Bunu görmek içinse, öncelikle liberalizmin ne olduğunu anlamak gerek. Bu kavram, Türkiye'de ne Kemalist olmayan seküler insanlara yapıştırılan bir etiket haline geldi. O yüzden demokrat solculara bile “liberal” deniyor. Bu yüzeysel ve yanlış kullanımı bir kenara bırakırsak, liberalizmin, devletin topluma müdahalesinin en aza indirgenmesi ve birey özgürlüklerinin genişletilmesini savunan bir siyasi doktrin olduğunu görürüz. Bu doktrine inanmanız için de “boğaza karşı viski içmeniz” şart değildir. Namazında-niyazında bir mümin de olabilirsiniz, pekala.
Sorunun bir boyutu, siyasi ve ekonomik bir doktrin olan liberalizmin bizde ahlaki bir tutum, bir tür “mezhebi genişlik” gibi algılanması. Bir diğer deyişle, liberal olunca, ahlaki konularda her şeye “olur” vermeniz gerektiği düşünülüyor.

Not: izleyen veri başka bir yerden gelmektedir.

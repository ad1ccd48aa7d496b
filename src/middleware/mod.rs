//! HTTP middleware.
//!
//! - Request logging with latency tracking
//! - Per-IP rate limiting for credential endpoints

pub mod logging;
pub mod rate_limit;

pub use logging::request_logging;
pub use rate_limit::{RateLimitConfig, RateLimitLayer};
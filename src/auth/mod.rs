//! Authentication Module
//! Mission: Accounts, JWT sessions, password resets and role gates

pub mod account_store;
pub mod api;
pub mod jwt;
pub mod middleware;
pub mod models;

use std::sync::Arc;

pub use account_store::AccountStore;
pub use jwt::JwtHandler;
pub use middleware::{auth_middleware, authenticate, authorize, authorize_owner, require_host};
pub use models::{AuthContext, Role};

/// Shared auth state
#[derive(Clone)]
pub struct AuthState {
    pub accounts: AccountStore,
    pub jwt_handler: Arc<JwtHandler>,
    /// Dev mode: echo reset tokens from forgot-password
    pub expose_reset_token: bool,
}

Bunun çarpıcı bir örneğini bir süre önce yazar Nedim Gürsel'in televizyonda yaptığı bir yorumda görmüştüm. Gürsel, “Allah'ın Kızları” ismini taşıyan ve İslami gelenek açısından epey tartışmalı olan romanının reklamının Zaman gazetesi tarafından yayınlanmadığından yakınıyor ve şuna yakın bir şey diyordu: “Madem Zaman gazetesi bu kadar liberal, madem başörtü özgürlüğünü savunuyor, o zaman aykırı görüşlere de ilan sayfalarında yer vermesi gerekmez mi?”

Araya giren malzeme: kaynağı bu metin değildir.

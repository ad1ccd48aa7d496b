//! Authentication API Endpoints
//! Mission: Registration, login, profile and password management

use crate::{
    api::extract::ValidatedJson,
    auth::{
        middleware::auth_middleware,
        models::{
            Account, AuthContext, AuthResponse, ChangePasswordRequest, ForgotPasswordRequest,
            LoginRequest, MessageResponse, RegisterRequest, ResetPasswordRequest,
            UpdateProfileRequest, UpdateRoleRequest, UserResponse, VerifyResponse,
        },
        AuthState,
    },
    error::ApiError,
    middleware::rate_limit::{rate_limit_middleware, RateLimitLayer},
};
use axum::{
    extract::State,
    http::StatusCode,
    middleware,
    routing::{get, post, put},
    Extension, Json, Router,
};
use tracing::{info, warn};

const RESET_REQUESTED_MESSAGE: &str =
    "If your email is registered, you will receive a password reset link";

/// Build the `/api/auth` router.
///
/// Credential endpoints that take no token sit behind `limiter`; the rest
/// require a valid bearer token.
pub fn router(state: AuthState, limiter: RateLimitLayer) -> Router {
    let public_routes = Router::new()
        .route("/register", post(register))
        .route("/login", post(login))
        .route("/forgot-password", post(forgot_password))
        .route("/reset-password", post(reset_password))
        .route_layer(middleware::from_fn_with_state(limiter, rate_limit_middleware));

    let protected_routes = Router::new()
        .route("/me", get(get_current_user))
        .route("/verify", get(verify))
        .route("/update-profile", put(update_profile))
        .route("/update-role", put(update_role))
        .route("/refresh-token", post(refresh_token))
        .route("/change-password", post(change_password))
        .route_layer(middleware::from_fn_with_state(
            state.clone(),
            auth_middleware,
        ));

    Router::new()
        .merge(public_routes)
        .merge(protected_routes)
        .with_state(state)
}

/// Register - POST /api/auth/register
pub async fn register(
    State(state): State<AuthState>,
    ValidatedJson(payload): ValidatedJson<RegisterRequest>,
) -> Result<(StatusCode, Json<AuthResponse>), ApiError> {
    let account = state
        .accounts
        .create(
            &payload.email,
            &payload.password,
            &payload.first_name,
            &payload.last_name,
            payload.role.as_deref(),
        )
        .await?;

    let response = issue_session(&state, &account)?;
    Ok((StatusCode::CREATED, Json(response)))
}

/// Login - POST /api/auth/login
pub async fn login(
    State(state): State<AuthState>,
    ValidatedJson(payload): ValidatedJson<LoginRequest>,
) -> Result<Json<AuthResponse>, ApiError> {
    let Some(account) = state.accounts.find_by_email(&payload.email).await? else {
        state.accounts.verify_decoy(&payload.password).await?;
        warn!("Failed login attempt: unknown email");
        return Err(ApiError::InvalidCredentials);
    };

    if !state
        .accounts
        .verify_password(&account, &payload.password)
        .await?
    {
        warn!("Failed login attempt for account {}", account.id);
        return Err(ApiError::InvalidCredentials);
    }

    info!("Login successful: {} ({})", account.id, account.role.as_str());
    Ok(Json(issue_session(&state, &account)?))
}

/// Current account - GET /api/auth/me
pub async fn get_current_user(
    State(state): State<AuthState>,
    Extension(ctx): Extension<AuthContext>,
) -> Result<Json<UserResponse>, ApiError> {
    let account = load_account(&state, &ctx).await?;
    Ok(Json(UserResponse::from_account(&account)))
}

/// Verify session - GET /api/auth/verify
pub async fn verify(
    State(state): State<AuthState>,
    Extension(ctx): Extension<AuthContext>,
) -> Result<Json<VerifyResponse>, ApiError> {
    let account = load_account(&state, &ctx).await?;
    Ok(Json(VerifyResponse {
        user: UserResponse::from_account(&account),
    }))
}

/// Update profile - PUT /api/auth/update-profile
pub async fn update_profile(
    State(state): State<AuthState>,
    Extension(ctx): Extension<AuthContext>,
    ValidatedJson(payload): ValidatedJson<UpdateProfileRequest>,
) -> Result<Json<UserResponse>, ApiError> {
    let account = state
        .accounts
        .update_profile(
            ctx.account_id,
            &payload.first_name,
            &payload.last_name,
            payload.phone_number.as_deref(),
            payload.avatar.as_deref(),
        )
        .await?
        .ok_or(ApiError::NotFound("User"))?;

    Ok(Json(UserResponse::from_account(&account)))
}

/// Switch between guest and host - PUT /api/auth/update-role
pub async fn update_role(
    State(state): State<AuthState>,
    Extension(ctx): Extension<AuthContext>,
    ValidatedJson(payload): ValidatedJson<UpdateRoleRequest>,
) -> Result<Json<UserResponse>, ApiError> {
    let role = payload.role()?;
    let account = state
        .accounts
        .update_role(ctx.account_id, role)
        .await?
        .ok_or(ApiError::NotFound("User"))?;

    Ok(Json(UserResponse::from_account(&account)))
}

/// Fresh token for the current account - POST /api/auth/refresh-token
pub async fn refresh_token(
    State(state): State<AuthState>,
    Extension(ctx): Extension<AuthContext>,
) -> Result<Json<AuthResponse>, ApiError> {
    let account = load_account(&state, &ctx).await?;
    Ok(Json(issue_session(&state, &account)?))
}

/// Request a reset token - POST /api/auth/forgot-password
///
/// The response does not depend on whether the email is registered. The
/// token is only echoed back in dev mode (`expose_reset_token`).
pub async fn forgot_password(
    State(state): State<AuthState>,
    ValidatedJson(payload): ValidatedJson<ForgotPasswordRequest>,
) -> Result<Json<MessageResponse>, ApiError> {
    let token = state
        .accounts
        .issue_password_reset_token(&payload.email)
        .await?;

    let mut response = MessageResponse::new(RESET_REQUESTED_MESSAGE);
    if state.expose_reset_token {
        response.reset_token = token;
    }
    Ok(Json(response))
}

/// Change password with the current one - POST /api/auth/change-password
///
/// Earlier tokens stop working; the response carries a fresh one.
pub async fn change_password(
    State(state): State<AuthState>,
    Extension(ctx): Extension<AuthContext>,
    ValidatedJson(payload): ValidatedJson<ChangePasswordRequest>,
) -> Result<Json<MessageResponse>, ApiError> {
    let account = load_account(&state, &ctx).await?;

    if !state
        .accounts
        .verify_password(&account, &payload.current_password)
        .await?
    {
        return Err(ApiError::InvalidCredentials);
    }

    let account = state
        .accounts
        .set_password(account.id, &payload.new_password)
        .await?
        .ok_or(ApiError::NotFound("User"))?;
    let (token, _) = state.jwt_handler.issue(&account)?;

    let mut response = MessageResponse::new("Password has been changed successfully");
    response.token = Some(token);
    Ok(Json(response))
}

/// Complete a reset - POST /api/auth/reset-password
pub async fn reset_password(
    State(state): State<AuthState>,
    ValidatedJson(payload): ValidatedJson<ResetPasswordRequest>,
) -> Result<Json<MessageResponse>, ApiError> {
    state
        .accounts
        .consume_password_reset_token(&payload.token, &payload.password)
        .await?;

    Ok(Json(MessageResponse::new(
        "Password has been reset successfully",
    )))
}

async fn load_account(state: &AuthState, ctx: &AuthContext) -> Result<Account, ApiError> {
    state
        .accounts
        .find_by_id(ctx.account_id)
        .await?
        .ok_or(ApiError::NotFound("User"))
}

fn issue_session(state: &AuthState, account: &Account) -> Result<AuthResponse, ApiError> {
    let (token, expires_in) = state.jwt_handler.issue(account)?;
    Ok(AuthResponse {
        token,
        expires_in,
        user: UserResponse::from_account(account),
    })
}
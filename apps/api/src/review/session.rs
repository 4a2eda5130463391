//! Controller behind the review page.
//!
//! Owns page/zoom state and the pin-placement mode, re-renders on every page or zoom
//! change, and keeps an in-memory comment list that the realtime subscription
//! replaces wholesale whenever the document's comments change.
//!
//! Pin coordinates are stored in the pixel space of the viewport that was showing when
//! the pin was placed. They are not rescaled when zoom changes.

use std::sync::{Arc, RwLock};

use tracing::debug;
use uuid::Uuid;

use crate::comments::{CommentService, CommentSubscription};
use crate::errors::AppError;
use crate::models::{Comment, NewComment, PdfRecord};
use crate::review::pins::{pins_for_page, Pin};
use crate::review::render::{PdfDocument, PdfRenderer, Viewport};
use crate::review::zoom::{Zoom, ZoomBounds};

#[derive(Debug, Clone, Copy, PartialEq)]
pub struct PinDraft {
    pub page: u32,
    pub x: f64,
    pub y: f64,
}

#[derive(Debug, Clone, Copy, PartialEq)]
pub enum ReviewMode {
    Idle,
    /// "Add comment" was pressed; the next click on the page places the pin.
    PlacingPin,
    /// Pin placed, comment form open.
    Composing(PinDraft),
}

pub struct ReviewSession {
    pdf: PdfRecord,
    document: Box<dyn PdfDocument>,
    comment_service: CommentService,
    comments: Arc<RwLock<Vec<Comment>>>,
    _live: CommentSubscription,
    mode: ReviewMode,
    page: u32,
    zoom: Zoom,
    viewport: Option<Viewport>,
    active: Option<Uuid>,
}

impl ReviewSession {
    /// Opens the document, loads its comments, starts following realtime changes and
    /// renders page 1.
    pub async fn open(
        pdf: PdfRecord,
        pdf_url: &str,
        renderer: &dyn PdfRenderer,
        comment_service: CommentService,
        zoom: ZoomBounds,
    ) -> Result<Self, AppError> {
        let zoom = Zoom::new(zoom)?;
        let document = renderer.open(pdf_url).await?;

        let comments = Arc::new(RwLock::new(Vec::new()));
        let sink = comments.clone();
        let live = comment_service.subscribe_to_comments(pdf.id, move |latest| {
            *sink.write().unwrap_or_else(|e| e.into_inner()) = latest.to_vec();
        });

        let initial = comment_service.get_comments_by_pdf_id(pdf.id).await?;
        {
            let mut current = comments.write().unwrap_or_else(|e| e.into_inner());
            // Comments only grow while the document exists; a realtime refresh that
            // landed during the initial fetch is at least as fresh.
            if initial.len() >= current.len() {
                *current = initial;
            }
        }

        let mut session = Self {
            pdf,
            document,
            comment_service,
            comments,
            _live: live,
            mode: ReviewMode::Idle,
            page: 1,
            zoom,
            viewport: None,
            active: None,
        };
        session.render_at(1, zoom.factor()).await?;
        Ok(session)
    }

    pub fn pdf(&self) -> &PdfRecord {
        &self.pdf
    }

    pub fn mode(&self) -> ReviewMode {
        self.mode
    }

    pub fn page(&self) -> u32 {
        self.page
    }

    pub fn page_count(&self) -> u32 {
        self.document.page_count()
    }

    pub fn zoom(&self) -> f64 {
        self.zoom.factor()
    }

    pub fn viewport(&self) -> Option<Viewport> {
        self.viewport
    }

    pub fn active_comment(&self) -> Option<Uuid> {
        self.active
    }

    /// Snapshot of all comments, oldest first. This is also the sidebar order.
    pub fn comments(&self) -> Vec<Comment> {
        self.comments
            .read()
            .unwrap_or_else(|e| e.into_inner())
            .clone()
    }

    /// Overlay for the current page.
    pub fn visible_pins(&self) -> Vec<Pin> {
        let comments = self.comments.read().unwrap_or_else(|e| e.into_inner());
        pins_for_page(&comments, self.page, self.active)
    }

    /// Returns whether the page changed (and was re-rendered). On a render error the
    /// session stays on the previous page.
    pub async fn go_to_page(&mut self, page: u32) -> Result<bool, AppError> {
        if page < 1 || page > self.page_count() || page == self.page {
            return Ok(false);
        }
        self.render_at(page, self.zoom.factor()).await?;
        self.page = page;
        Ok(true)
    }

    pub async fn next_page(&mut self) -> Result<bool, AppError> {
        self.go_to_page(self.page + 1).await
    }

    pub async fn previous_page(&mut self) -> Result<bool, AppError> {
        self.go_to_page(self.page.saturating_sub(1)).await
    }

    pub async fn zoom_in(&mut self) -> Result<bool, AppError> {
        let mut next = self.zoom;
        if !next.zoom_in() {
            return Ok(false);
        }
        self.apply_zoom(next).await
    }

    pub async fn zoom_out(&mut self) -> Result<bool, AppError> {
        let mut next = self.zoom;
        if !next.zoom_out() {
            return Ok(false);
        }
        self.apply_zoom(next).await
    }

    async fn apply_zoom(&mut self, next: Zoom) -> Result<bool, AppError> {
        self.render_at(self.page, next.factor()).await?;
        self.zoom = next;
        Ok(true)
    }

    pub fn begin_comment(&mut self) -> bool {
        if self.mode != ReviewMode::Idle {
            return false;
        }
        self.mode = ReviewMode::PlacingPin;
        true
    }

    /// A click on the rendered page. Only meaningful while placing a pin.
    pub fn place_pin(&mut self, x: f64, y: f64) -> bool {
        if self.mode != ReviewMode::PlacingPin {
            return false;
        }
        self.mode = ReviewMode::Composing(PinDraft {
            page: self.page,
            x,
            y,
        });
        true
    }

    pub fn cancel_comment(&mut self) {
        self.mode = ReviewMode::Idle;
    }

    /// Saves the comment for the placed pin. Empty text is rejected without a backend
    /// call, and on any error the form stays open.
    pub async fn submit_comment(
        &mut self,
        body: &str,
        author_name: Option<&str>,
    ) -> Result<Comment, AppError> {
        let ReviewMode::Composing(draft) = self.mode else {
            return Err(AppError::Validation(
                "Place a pin on the page before writing a comment".to_string(),
            ));
        };
        let body = body.trim();
        if body.is_empty() {
            return Err(AppError::Validation("Comment cannot be empty".to_string()));
        }

        let comment = self
            .comment_service
            .create_comment(NewComment {
                pdf_id: self.pdf.id,
                x: draft.x,
                y: draft.y,
                page_number: draft.page as i32,
                body: body.to_string(),
                author_name: author_name
                    .map(str::trim)
                    .filter(|a| !a.is_empty())
                    .map(String::from),
            })
            .await?;

        self.mode = ReviewMode::Idle;
        Ok(comment)
    }

    /// Highlights a comment (pin or sidebar click), switching pages if it lives elsewhere.
    pub async fn select_comment(&mut self, comment_id: Uuid) -> Result<(), AppError> {
        let page = self
            .comments
            .read()
            .unwrap_or_else(|e| e.into_inner())
            .iter()
            .find(|c| c.id == comment_id)
            .map(|c| c.page_number)
            .ok_or_else(|| AppError::NotFound(format!("Comment {comment_id} not found")))?;

        if let Ok(page) = u32::try_from(page) {
            self.go_to_page(page).await?;
        }
        self.active = Some(comment_id);
        Ok(())
    }

    /// Renders without touching page or zoom state; callers commit those on success.
    async fn render_at(&mut self, page_number: u32, scale: f64) -> Result<(), AppError> {
        let page = self.document.page(page_number).await?;
        let viewport = page.viewport(scale);
        page.render(&viewport).await?;
        debug!(
            "Rendered pdf {} page {page_number} at {scale:.2}x",
            self.pdf.id
        );
        self.viewport = Some(viewport);
        Ok(())
    }
}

Hayır, gerekmez. Her medya kuruluşu, kendi dünya görüşüne ve değerlerine ters bulduğu bir yazıyı, söyleşiyi ve reklamı reddetme hakkına sahiptir. Bunun liberalizmle çelişir bir tarafı da yoktur. Çünkü liberalizm “her şeye onay vermek” anlamına gelmez. Onay vermediğiniz şeylerin de toplumda var olabilme hakkını kabul etmek anlamına gelir. Ama toplumda var olan bu şeyi, kendi özel alanınıza sokmak, kendi iş yerinize dahil etmek, kendi yayın kuruluşunuzla desteklemek zorunda değilsiniz. Bir şeyi tasvip etmemek de bir özgürlüktür.

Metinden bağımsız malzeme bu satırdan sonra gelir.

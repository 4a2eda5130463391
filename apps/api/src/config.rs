use anyhow::{Context, Result};

use crate::pdfs::validation::MAX_PDF_BYTES;

/// Application configuration loaded from environment variables.
/// Startup fails if required variables are missing.
#[derive(Debug, Clone)]
pub struct Config {
    pub database_url: String,
    pub redis_url: String,
    pub s3_bucket: String,
    pub s3_endpoint: String,
    /// Base URL browsers use to fetch objects. Defaults to `s3_endpoint`.
    pub s3_public_url: String,
    pub aws_access_key_id: String,
    pub aws_secret_access_key: String,
    pub auth_url: String,
    pub auth_anon_key: String,
    /// Where the review and upload pages are served; share links point here.
    pub public_app_url: String,
    pub max_upload_bytes: usize,
    pub port: u16,
    pub rust_log: String,
}

impl Config {
    pub fn from_env() -> Result<Self> {
        dotenvy::dotenv().ok(); // load .env if present; ignore if missing

        let s3_endpoint = require_env("S3_ENDPOINT")?;
        Ok(Config {
            database_url: require_env("DATABASE_URL")?,
            redis_url: require_env("REDIS_URL")?,
            s3_bucket: require_env("S3_BUCKET")?,
            s3_public_url: std::env::var("S3_PUBLIC_URL").unwrap_or_else(|_| s3_endpoint.clone()),
            s3_endpoint,
            aws_access_key_id: require_env("AWS_ACCESS_KEY_ID")?,
            aws_secret_access_key: require_env("AWS_SECRET_ACCESS_KEY")?,
            auth_url: require_env("AUTH_URL")?,
            auth_anon_key: require_env("AUTH_ANON_KEY")?,
            public_app_url: require_env("PUBLIC_APP_URL")?,
            max_upload_bytes: match std::env::var("MAX_UPLOAD_BYTES") {
                Ok(v) => v
                    .parse::<usize>()
                    .context("MAX_UPLOAD_BYTES must be a byte count")?,
                Err(_) => MAX_PDF_BYTES,
            },
            port: std::env::var("PORT")
                .unwrap_or_else(|_| "8080".to_string())
                .parse::<u16>()
                .context("PORT must be a valid port number")?,
            rust_log: std::env::var("RUST_LOG").unwrap_or_else(|_| "info".to_string()),
        })
    }
}

fn require_env(key: &str) -> Result<String> {
    std::env::var(key).with_context(|| format!("Required environment variable '{key}' is not set"))
}
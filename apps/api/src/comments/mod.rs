pub mod handlers;
pub mod service;

pub use service::{CommentListener, CommentService, CommentSubscription};
use axum::{
    http::StatusCode,
    response::{IntoResponse, Response},
    Json,
};
use serde_json::json;
use thiserror::Error;

use crate::backend::BackendError;

/// Application-level error type.
/// Implements `IntoResponse` so Axum handlers can return `Result<T, AppError>`.
#[derive(Debug, Error)]
pub enum AppError {
    #[error("Not found: {0}")]
    NotFound(String),

    #[error("Validation error: {0}")]
    Validation(String),

    #[error("Payload too large: {0}")]
    PayloadTooLarge(String),

    #[error("Unsupported media type: {0}")]
    UnsupportedMediaType(String),

    #[error("Unauthorized")]
    Unauthorized,

    #[error("Forbidden")]
    Forbidden,

    /// A backend call failed. Displays as "Failed to {action}: {source}".
    #[error("Failed to {action}: {source}")]
    Backend {
        action: &'static str,
        #[source]
        source: BackendError,
    },

    #[error("Render error: {0}")]
    Render(String),

    #[error("Internal server error: {0}")]
    Internal(#[from] anyhow::Error),
}

/// Attaches the human-readable action to a backend failure.
pub trait BackendContext<T> {
    fn during(self, action: &'static str) -> Result<T, AppError>;
}

impl<T, E: Into<BackendError>> BackendContext<T> for Result<T, E> {
    fn during(self, action: &'static str) -> Result<T, AppError> {
        self.map_err(|e| AppError::Backend {
            action,
            source: e.into(),
        })
    }
}

impl IntoResponse for AppError {
    fn into_response(self) -> Response {
        let (status, code, message) = match &self {
            AppError::NotFound(msg) => (StatusCode::NOT_FOUND, "NOT_FOUND", msg.clone()),
            AppError::Validation(msg) => (StatusCode::BAD_REQUEST, "VALIDATION_ERROR", msg.clone()),
            AppError::PayloadTooLarge(msg) => {
                (StatusCode::PAYLOAD_TOO_LARGE, "PAYLOAD_TOO_LARGE", msg.clone())
            }
            AppError::UnsupportedMediaType(msg) => (
                StatusCode::UNSUPPORTED_MEDIA_TYPE,
                "UNSUPPORTED_MEDIA_TYPE",
                msg.clone(),
            ),
            AppError::Unauthorized => (
                StatusCode::UNAUTHORIZED,
                "UNAUTHORIZED",
                "Authentication required".to_string(),
            ),
            AppError::Forbidden => (
                StatusCode::FORBIDDEN,
                "FORBIDDEN",
                "Access denied".to_string(),
            ),
            AppError::Backend { action, source } => {
                tracing::error!("Backend error while trying to {action}: {source}");
                (
                    StatusCode::BAD_GATEWAY,
                    "BACKEND_ERROR",
                    format!("Failed to {action}"),
                )
            }
            AppError::Render(msg) => {
                tracing::error!("Render error: {msg}");
                (
                    StatusCode::INTERNAL_SERVER_ERROR,
                    "RENDER_ERROR",
                    "The document could not be rendered".to_string(),
                )
            }
            AppError::Internal(e) => {
                tracing::error!("Internal error: {e:?}");
                (
                    StatusCode::INTERNAL_SERVER_ERROR,
                    "INTERNAL_ERROR",
                    "An internal server error occurred".to_string(),
                )
            }
        };

        let body = Json(json!({
            "error": {
                "code": code,
                "message": message
            }
        }));

        (status, body).into_response()
    }
}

Son yıllarda liberal değerleri savunan muhafazakarlara karşı sık sık dile getirilen, “Madem özgürlükçüsünüz, söyleyin bakalım, eşcinselliği destekliyor musunuz” gibi soruları da böyle anlamak ve cevaplamak gerekir. Eşcinselliği tasvip etmek kadar etmemek, onun ahlaki bir sapma olduğunu düşünmek ve savunmak da bir özgürlüktür. Bu yaklaşımı “dar kafalı” veya “demode” bulabilirsiniz, ama bunlar sizin değer yargılarınızdır. Kendi değerlerinizi başkasına dayatma hakkınız ise yoktur.
Özgürlük temelli “açık toplum”, çok farklı değer ve görüşlerin bir arada var olduğu, birbiriyle tartıştığı, yarıştığı ve harmanlandığı toplumdur. Bu toplumda mutlaka “tarafsız” olması gereken tek aktör, devlettir. Başka da hiç kimsenin tarafsız olma zorunluluğu yoktur.